L’amour est-il une quête impossible ? Ne sommes-nous que des « anges déchus » courant vers l’impossible ? Et pourtant, nous dit Fredric Gary Comeau, il faut savoir goûter la joie vertigineuse des anges déchus. D’un recueil à l’autre, Comeau traite inlassablement des deux mêmes thèmes, réussissant à les explorer de multiples façons : l’amour, toujours inassouvi, mais toujours passionné, et le voyage, longue suite de pays où il porte ce qu’il nomme son « errance » et qui viennent donner à ses poèmes différentes textures.
Le titre n’est pas sans évoquer cette phrase de Baudelaire : « [U]ne ivresse vertigineuse suivie d’un nouveau malaise », tirée de son essai Du vin et du haschisch (1851). Le poète demeure « à l’affût toujours / des appels à l’errance d’anges égarés », tout en étant déterminé à « [cracher] des chants d’anges déchus / jusqu’à ce que les cieux [lui] répondent ».

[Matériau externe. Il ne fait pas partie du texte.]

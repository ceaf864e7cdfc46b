use std::fs;
use std::path::{Path, PathBuf};
use std::time::{Instant, SystemTime, UNIX_EPOCH};

use anyhow::{Context, Result};
use clap::Parser;
use displace_core::{Artwork, Axis, Mutator, Preset, Settings, SettingsFile};
use image::RgbaImage;
use log::info;

/// Displace an image through two fields of fractal noise
#[derive(Parser, Debug)]
#[command(name = "displace")]
#[command(about = "Generative art from noise displacement maps", long_about = None)]
struct Args {
    /// Source image to displace; without one only the noise fields are drawn
    #[arg(long, value_name = "PATH")]
    image: Option<PathBuf>,

    /// Noise seed; defaults to the current time in milliseconds
    #[arg(long)]
    seed: Option<u64>,

    /// Named preset, see --list-presets
    #[arg(long, default_value = "default")]
    preset: String,

    /// JSON settings file, used instead of the preset
    #[arg(long, value_name = "PATH")]
    settings: Option<PathBuf>,

    /// Output width in pixels
    #[arg(long, default_value_t = 512, value_parser = clap::value_parser!(u32).range(1..))]
    width: u32,

    /// Output height in pixels
    #[arg(long, default_value_t = 512, value_parser = clap::value_parser!(u32).range(1..))]
    height: u32,

    /// Directory the PNG files are written to
    #[arg(long, value_name = "DIR", default_value = ".")]
    out_dir: PathBuf,

    /// Print the preset names and exit
    #[arg(long)]
    list_presets: bool,
}

impl Args {
    fn load_settings(&self) -> Result<Settings> {
        match &self.settings {
            Some(path) => {
                let text = fs::read_to_string(path)
                    .with_context(|| format!("failed to read settings file {}", path.display()))?;
                let file = SettingsFile::from_json(&text)
                    .with_context(|| format!("failed to parse {}", path.display()))?;
                info!("Settings: {}", path.display());
                Ok(file.resolve()?)
            }
            None => {
                let preset: Preset = self.preset.parse()?;
                info!("Preset: {}", preset.name());
                Ok(preset.settings()?)
            }
        }
    }

    fn seed(&self) -> Result<u64> {
        match self.seed {
            Some(seed) => Ok(seed),
            None => {
                let now = SystemTime::now()
                    .duration_since(UNIX_EPOCH)
                    .context("system clock is before the UNIX epoch")?;
                Ok(now.as_millis() as u64)
            }
        }
    }
}

// Comma separated mutator names, outermost first
fn mutator_names(mutators: &[Mutator]) -> String {
    if mutators.is_empty() {
        return "none".to_string();
    }
    mutators
        .iter()
        .map(|m| m.name())
        .collect::<Vec<_>>()
        .join(", ")
}

fn load_image(path: &Path) -> Result<RgbaImage> {
    let img = image::open(path).with_context(|| format!("failed to load {}", path.display()))?;
    Ok(img.to_rgba8())
}

fn save(img: &RgbaImage, dir: &Path, name: &str) -> Result<()> {
    let path = dir.join(name);
    img.save(&path)
        .with_context(|| format!("failed to write {}", path.display()))?;
    println!("Saved {}", path.display());
    Ok(())
}

fn main() -> Result<()> {
    env_logger::init();
    let args = Args::parse();

    if args.list_presets {
        for preset in Preset::ALL {
            println!("{}", preset.name());
        }
        return Ok(());
    }

    let settings = args.load_settings()?;
    let seed = args.seed()?;
    // Load the source first so a bad path fails before any noise is generated
    let source = args.image.as_deref().map(load_image).transpose()?;

    fs::create_dir_all(&args.out_dir)
        .with_context(|| format!("failed to create {}", args.out_dir.display()))?;

    let started = Instant::now();
    let art = Artwork::new(args.width, args.height, seed, &settings);
    for axis in [Axis::X, Axis::Y] {
        info!(
            "{} mutators: {}",
            axis,
            mutator_names(&settings.axis(axis).mutators)
        );
    }
    save(&art.noise_image(Axis::X), &args.out_dir, "noise-x.png")?;
    save(&art.noise_image(Axis::Y), &args.out_dir, "noise-y.png")?;

    if let Some(source) = &source {
        save(&art.render(source), &args.out_dir, "art.png")?;
    }

    println!("Seed {} done in {:.2?}", art.seed(), started.elapsed());
    Ok(())
}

Les 144 poèmes de quelques vers chacun brossent un portrait complexe du cheminement amoureux d’autant plus qu’il s’agit moins de l’évocation de relations amoureuses que des questions ontologiques que le poète se pose « entre l’immense colère qui [l]’habite / et ton absence couleur de vertige » ou encore « entre l’abîme et le commencement ». C’est dans cet interstice que naissent les textes. Le nombre de poèmes est en lui-même symbolique de cette démarche tendue vers un accomplissement qui échappe malgré tout à l’auteur. Aussi, le recueil naît « après onze années d’errance », donc durant la douzième année : le choix du chiffre 12 contribue à cette même symbolique. Cette quête dont le poète émerge lui a permis de prendre conscience que « [s]on corps commence à comprendre / certains contours du verbe aimer ».
On le sait, Comeau est un auteur-compositeur-interprète et sa poésie est empreinte de musique, tant dans les images que dans la volonté d’écrire comme si c’était des notes de musique. Cette façon de faire texture les poèmes et crée des atmosphères qui peuvent avoir plus d’importance que le sens même du texte. Chaque poème exprime une sensation, une impression, une émotion que le suivant peut remettre en question. Les textes se répondent ainsi, moins par la portée de leur sens que par celle de leur pouvoir d’évocation. On retrouve ce même type d’approche dans ses chansons alors que musique et parole semblent se jouer l’une de l’autre, tout en étant inséparables.
Alors, nous dit-il, « je me suis si souvent égaré / que j’ai perdu ma propre trace ». Et c’est cette recherche de traces qui est au cœur même de ce recueil.